Golf courses often serve as havens for a diverse range of fauna. From squirrels and deer, to birds and even crocodiles, these green spaces are teeming with wildlife. In France, one may occasionally encounter non-venomous snakes on the course, such as grass snakes or vipers.

Golf and snakes

Recently, in Brisbane, a brave golfer stumbled upon two wrestling snakes, later identified as carpet pythons. He courageously played his shot, despite the potential danger. Although these particular snakes were not venomous, it is worth noting that Australia is home to eight of the world's ten most dangerous snakes.

Moving to South Africa, the Skukuza Golf Club is situated in the heart of the Kruger National Park, earning its reputation as the wildest course in the world.

Golfers often encounter an array of wildlife on the course, including lions, hyenas, and even giraffes.

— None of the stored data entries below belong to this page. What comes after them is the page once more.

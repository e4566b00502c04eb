//! CD workflow grouping record and the workflow runner store.
//!
//! A `CdWorkflow` groups the runners of one logical deployment; a
//! `CdWorkflowRunner` is one stage attempt. The store is the source of truth
//! for the per-deployment state machine.

use chrono::{NaiveDateTime, Utc};
use serde::{Deserialize, Serialize};
use sqlx::{FromRow, PgPool};

use crate::constants::messages;
use crate::state_machine::{RunnerStatus, StageKind};

#[derive(Debug, Clone, PartialEq, Serialize, Deserialize, FromRow)]
pub struct CdWorkflow {
    pub id: i64,
    pub ci_artifact_id: i64,
    pub pipeline_id: i32,
    pub created_by: i32,
    pub created_at: NaiveDateTime,
    pub updated_at: NaiveDateTime,
}

#[derive(Debug, Clone, PartialEq, Serialize, Deserialize, FromRow)]
pub struct CdWorkflowRunner {
    pub id: i64,
    pub name: String,
    pub workflow_type: String,
    pub executor_type: String,
    pub status: String,
    pub message: Option<String>,
    pub started_on: NaiveDateTime,
    pub finished_on: Option<NaiveDateTime>,
    pub namespace: String,
    pub log_location: Option<String>,
    pub pod_name: Option<String>,
    pub blob_storage_enabled: bool,
    pub cd_workflow_id: i64,
    pub ref_cd_workflow_runner_id: Option<i64>,
    pub image_path_reservation_ids: Option<Vec<i32>>,
    pub reference_id: Option<String>,
    pub triggered_by: i32,
    pub created_at: NaiveDateTime,
    pub updated_at: NaiveDateTime,
}

impl CdWorkflowRunner {
    pub fn runner_status(&self) -> Option<RunnerStatus> {
        self.status.parse().ok()
    }

    pub fn stage(&self) -> Option<StageKind> {
        self.workflow_type.parse().ok()
    }

    pub fn is_terminal(&self) -> bool {
        self.runner_status().map(|s| s.is_terminal()).unwrap_or(false)
    }
}

#[derive(Debug, Clone)]
pub struct NewCdWorkflowRunner {
    pub name: String,
    pub stage: StageKind,
    pub executor_type: String,
    pub status: RunnerStatus,
    pub namespace: String,
    pub log_location: Option<String>,
    pub blob_storage_enabled: bool,
    pub cd_workflow_id: i64,
    pub ref_cd_workflow_runner_id: Option<i64>,
    pub reference_id: Option<String>,
    pub triggered_by: i32,
}

/// Persistence for workflows and runners.
#[derive(Debug, Clone)]
pub struct CdWorkflowStore {
    pool: PgPool,
}

impl CdWorkflowStore {
    pub fn new(pool: PgPool) -> Self {
        Self { pool }
    }

    pub fn pool(&self) -> &PgPool {
        &self.pool
    }

    pub async fn save_workflow(
        &self,
        ci_artifact_id: i64,
        pipeline_id: i32,
        created_by: i32,
    ) -> Result<CdWorkflow, sqlx::Error> {
        sqlx::query_as::<_, CdWorkflow>(
            r#"
            INSERT INTO cd_workflow (ci_artifact_id, pipeline_id, created_by, created_at, updated_at)
            VALUES ($1, $2, $3, NOW(), NOW())
            RETURNING id, ci_artifact_id, pipeline_id, created_by, created_at, updated_at
            "#,
        )
        .bind(ci_artifact_id)
        .bind(pipeline_id)
        .bind(created_by)
        .fetch_one(&self.pool)
        .await
    }

    pub async fn find_workflow_by_id(&self, id: i64) -> Result<Option<CdWorkflow>, sqlx::Error> {
        sqlx::query_as::<_, CdWorkflow>(
            r#"
            SELECT id, ci_artifact_id, pipeline_id, created_by, created_at, updated_at
            FROM cd_workflow WHERE id = $1
            "#,
        )
        .bind(id)
        .fetch_optional(&self.pool)
        .await
    }

    pub async fn save_runner(
        &self,
        runner: &NewCdWorkflowRunner,
    ) -> Result<CdWorkflowRunner, sqlx::Error> {
        sqlx::query_as::<_, CdWorkflowRunner>(
            r#"
            INSERT INTO cd_workflow_runner
                (name, workflow_type, executor_type, status, started_on, namespace,
                 log_location, blob_storage_enabled, cd_workflow_id,
                 ref_cd_workflow_runner_id, reference_id, triggered_by, created_at, updated_at)
            VALUES ($1, $2, $3, $4, NOW(), $5, $6, $7, $8, $9, $10, $11, NOW(), NOW())
            RETURNING id, name, workflow_type, executor_type, status, message, started_on,
                      finished_on, namespace, log_location, pod_name, blob_storage_enabled,
                      cd_workflow_id, ref_cd_workflow_runner_id, image_path_reservation_ids,
                      reference_id, triggered_by, created_at, updated_at
            "#,
        )
        .bind(&runner.name)
        .bind(runner.stage.to_string())
        .bind(&runner.executor_type)
        .bind(runner.status.to_string())
        .bind(&runner.namespace)
        .bind(&runner.log_location)
        .bind(runner.blob_storage_enabled)
        .bind(runner.cd_workflow_id)
        .bind(runner.ref_cd_workflow_runner_id)
        .bind(&runner.reference_id)
        .bind(runner.triggered_by)
        .fetch_one(&self.pool)
        .await
    }

    pub async fn find_runner_by_id(
        &self,
        id: i64,
    ) -> Result<Option<CdWorkflowRunner>, sqlx::Error> {
        sqlx::query_as::<_, CdWorkflowRunner>(
            r#"
            SELECT id, name, workflow_type, executor_type, status, message, started_on,
                   finished_on, namespace, log_location, pod_name, blob_storage_enabled,
                   cd_workflow_id, ref_cd_workflow_runner_id, image_path_reservation_ids,
                   reference_id, triggered_by, created_at, updated_at
            FROM cd_workflow_runner WHERE id = $1
            "#,
        )
        .bind(id)
        .fetch_optional(&self.pool)
        .await
    }

    /// Latest runner of a given stage inside one workflow.
    pub async fn find_by_workflow_and_stage(
        &self,
        cd_workflow_id: i64,
        stage: StageKind,
    ) -> Result<Option<CdWorkflowRunner>, sqlx::Error> {
        sqlx::query_as::<_, CdWorkflowRunner>(
            r#"
            SELECT id, name, workflow_type, executor_type, status, message, started_on,
                   finished_on, namespace, log_location, pod_name, blob_storage_enabled,
                   cd_workflow_id, ref_cd_workflow_runner_id, image_path_reservation_ids,
                   reference_id, triggered_by, created_at, updated_at
            FROM cd_workflow_runner
            WHERE cd_workflow_id = $1 AND workflow_type = $2
            ORDER BY id DESC
            LIMIT 1
            "#,
        )
        .bind(cd_workflow_id)
        .bind(stage.to_string())
        .fetch_optional(&self.pool)
        .await
    }

    /// Latest runner of a given stage across all workflows of a pipeline.
    pub async fn find_latest_by_pipeline_and_stage(
        &self,
        pipeline_id: i32,
        stage: StageKind,
    ) -> Result<Option<CdWorkflowRunner>, sqlx::Error> {
        sqlx::query_as::<_, CdWorkflowRunner>(
            r#"
            SELECT r.id, r.name, r.workflow_type, r.executor_type, r.status, r.message,
                   r.started_on, r.finished_on, r.namespace, r.log_location, r.pod_name,
                   r.blob_storage_enabled, r.cd_workflow_id, r.ref_cd_workflow_runner_id,
                   r.image_path_reservation_ids, r.reference_id, r.triggered_by,
                   r.created_at, r.updated_at
            FROM cd_workflow_runner r
            JOIN cd_workflow w ON w.id = r.cd_workflow_id
            WHERE w.pipeline_id = $1 AND r.workflow_type = $2
            ORDER BY r.id DESC
            LIMIT 1
            "#,
        )
        .bind(pipeline_id)
        .bind(stage.to_string())
        .fetch_optional(&self.pool)
        .await
    }

    /// All non-terminal runners of a pipeline.
    pub async fn list_running_of_pipeline(
        &self,
        pipeline_id: i32,
    ) -> Result<Vec<CdWorkflowRunner>, sqlx::Error> {
        let active: Vec<String> = RunnerStatus::all_active()
            .iter()
            .map(|s| s.to_string())
            .collect();
        sqlx::query_as::<_, CdWorkflowRunner>(
            r#"
            SELECT r.id, r.name, r.workflow_type, r.executor_type, r.status, r.message,
                   r.started_on, r.finished_on, r.namespace, r.log_location, r.pod_name,
                   r.blob_storage_enabled, r.cd_workflow_id, r.ref_cd_workflow_runner_id,
                   r.image_path_reservation_ids, r.reference_id, r.triggered_by,
                   r.created_at, r.updated_at
            FROM cd_workflow_runner r
            JOIN cd_workflow w ON w.id = r.cd_workflow_id
            WHERE w.pipeline_id = $1 AND r.status = ANY($2)
            ORDER BY r.id ASC
            "#,
        )
        .bind(pipeline_id)
        .bind(&active)
        .fetch_all(&self.pool)
        .await
    }

    /// Status transition with the execution-stage audit row written in the
    /// same transaction.
    pub async fn update_with_stage_transition(
        &self,
        runner_id: i64,
        status: RunnerStatus,
        message: Option<&str>,
        updated_by: i32,
    ) -> Result<(), sqlx::Error> {
        let mut tx = self.pool.begin().await?;

        let finished = if status.is_terminal() {
            Some(Utc::now().naive_utc())
        } else {
            None
        };

        sqlx::query(
            r#"
            UPDATE cd_workflow_runner
            SET status = $2,
                message = COALESCE($3, message),
                finished_on = COALESCE($4, finished_on),
                updated_at = NOW()
            WHERE id = $1
            "#,
        )
        .bind(runner_id)
        .bind(status.to_string())
        .bind(message)
        .bind(finished)
        .execute(&mut *tx)
        .await?;

        sqlx::query(
            r#"
            INSERT INTO workflow_execution_stage
                (cd_workflow_runner_id, status, message, recorded_by, recorded_at)
            VALUES ($1, $2, $3, $4, NOW())
            "#,
        )
        .bind(runner_id)
        .bind(status.to_string())
        .bind(message)
        .bind(updated_by)
        .execute(&mut *tx)
        .await?;

        tx.commit().await
    }

    pub async fn set_pod_details(
        &self,
        runner_id: i64,
        pod_name: &str,
        log_location: Option<&str>,
    ) -> Result<(), sqlx::Error> {
        sqlx::query(
            r#"
            UPDATE cd_workflow_runner
            SET pod_name = $2, log_location = COALESCE($3, log_location), updated_at = NOW()
            WHERE id = $1
            "#,
        )
        .bind(runner_id)
        .bind(pod_name)
        .bind(log_location)
        .execute(&self.pool)
        .await?;
        Ok(())
    }

    pub async fn set_image_path_reservation_ids(
        &self,
        runner_id: i64,
        reservation_ids: &[i32],
    ) -> Result<(), sqlx::Error> {
        sqlx::query(
            r#"
            UPDATE cd_workflow_runner
            SET image_path_reservation_ids = $2, updated_at = NOW()
            WHERE id = $1
            "#,
        )
        .bind(runner_id)
        .bind(reservation_ids)
        .execute(&self.pool)
        .await?;
        Ok(())
    }

    /// Hard delete of a corrupt runner row (unparsable status, no workload
    /// ever submitted). Only bulk re-triggers use this.
    pub async fn delete_runner(&self, runner_id: i64) -> Result<(), sqlx::Error> {
        sqlx::query(r#"DELETE FROM cd_workflow_runner WHERE id = $1"#)
            .bind(runner_id)
            .execute(&self.pool)
            .await?;
        Ok(())
    }

    /// Fail every non-terminal deploy runner of the pipeline that predates
    /// `before` (excluding the current runner), in one transaction.
    ///
    /// Returns the ids of the superseded runners.
    pub async fn mark_superseded(
        &self,
        pipeline_id: i32,
        excluded_runner_id: i64,
        before: NaiveDateTime,
        updated_by: i32,
    ) -> Result<Vec<i64>, sqlx::Error> {
        let active: Vec<String> = RunnerStatus::all_active()
            .iter()
            .map(|s| s.to_string())
            .collect();

        let mut tx = self.pool.begin().await?;

        let rows: Vec<(i64,)> = sqlx::query_as(
            r#"
            UPDATE cd_workflow_runner r
            SET status = $1,
                message = $2,
                finished_on = NOW(),
                updated_at = NOW()
            FROM cd_workflow w
            WHERE w.id = r.cd_workflow_id
              AND w.pipeline_id = $3
              AND r.id <> $4
              AND r.workflow_type = $5
              AND r.status = ANY($6)
              AND r.started_on < $7
            RETURNING r.id
            "#,
        )
        .bind(RunnerStatus::Failed.to_string())
        .bind(messages::NEW_DEPLOYMENT_INITIATED)
        .bind(pipeline_id)
        .bind(excluded_runner_id)
        .bind(StageKind::Deploy.to_string())
        .bind(&active)
        .bind(before)
        .fetch_all(&mut *tx)
        .await?;

        for (runner_id,) in &rows {
            sqlx::query(
                r#"
                INSERT INTO workflow_execution_stage
                    (cd_workflow_runner_id, status, message, recorded_by, recorded_at)
                VALUES ($1, $2, $3, $4, NOW())
                "#,
            )
            .bind(runner_id)
            .bind(RunnerStatus::Failed.to_string())
            .bind(messages::NEW_DEPLOYMENT_INITIATED)
            .bind(updated_by)
            .execute(&mut *tx)
            .await?;
        }

        tx.commit().await?;
        Ok(rows.into_iter().map(|(id,)| id).collect())
    }
}

#[cfg(test)]
mod tests {
    use super::*;

    fn runner_with_status(status: &str) -> CdWorkflowRunner {
        let now = Utc::now().naive_utc();
        CdWorkflowRunner {
            id: 1,
            name: "p1".to_string(),
            workflow_type: "DEPLOY".to_string(),
            executor_type: "AWF".to_string(),
            status: status.to_string(),
            message: None,
            started_on: now,
            finished_on: None,
            namespace: "devtron-cd".to_string(),
            log_location: None,
            pod_name: None,
            blob_storage_enabled: false,
            cd_workflow_id: 1,
            ref_cd_workflow_runner_id: None,
            image_path_reservation_ids: None,
            reference_id: None,
            triggered_by: 1,
            created_at: now,
            updated_at: now,
        }
    }

    #[test]
    fn test_runner_status_parsing() {
        let runner = runner_with_status("Progressing");
        assert_eq!(runner.runner_status(), Some(RunnerStatus::InProgress));
        assert!(!runner.is_terminal());

        let runner = runner_with_status("Failed");
        assert!(runner.is_terminal());

        // unknown statuses are treated as non-terminal, never panicking
        let runner = runner_with_status("SomethingElse");
        assert_eq!(runner.runner_status(), None);
        assert!(!runner.is_terminal());
    }

    #[test]
    fn test_stage_parsing() {
        let runner = runner_with_status("Starting");
        assert_eq!(runner.stage(), Some(StageKind::Deploy));
    }
}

On one occasion, a group of golfers came across a martial eagle perched atop an impala it had just killed. The situation was captured in a photo, with a bullet narrowly missing the two animals.

In a scene like this, it's understandable that the golfer chose not to play. The Rules of Golf are a set of standard rules and procedures by which the sport of golf should be played. They are jointly written and administered by the Royal & Ancient Golf Club of St.

Andrews, the governing body of golf throughout the world, outside of the United States and Mexico, which are the jurisdiction of the United States Golf Association. An expert commission made up of members of the R&A and USGA oversees and refines the rules every four years.

The latest revision is effective January 1, 2016. Changes to the rules of golf generally fall into two main categories: those that improve understanding and those that in certain cases reduce penalties to ensure balance. The rule book, entitled "Rules of Golf", is published on a regular basis and also includes rules governing amateur status.

In Italy it is up to Federgolf to supervise the competitions by enforcing the rules issued by the R & A, checking that these rules are observed by the Clubs, Associations and their members and managing the resulting sporting justice, protecting their interests abroad.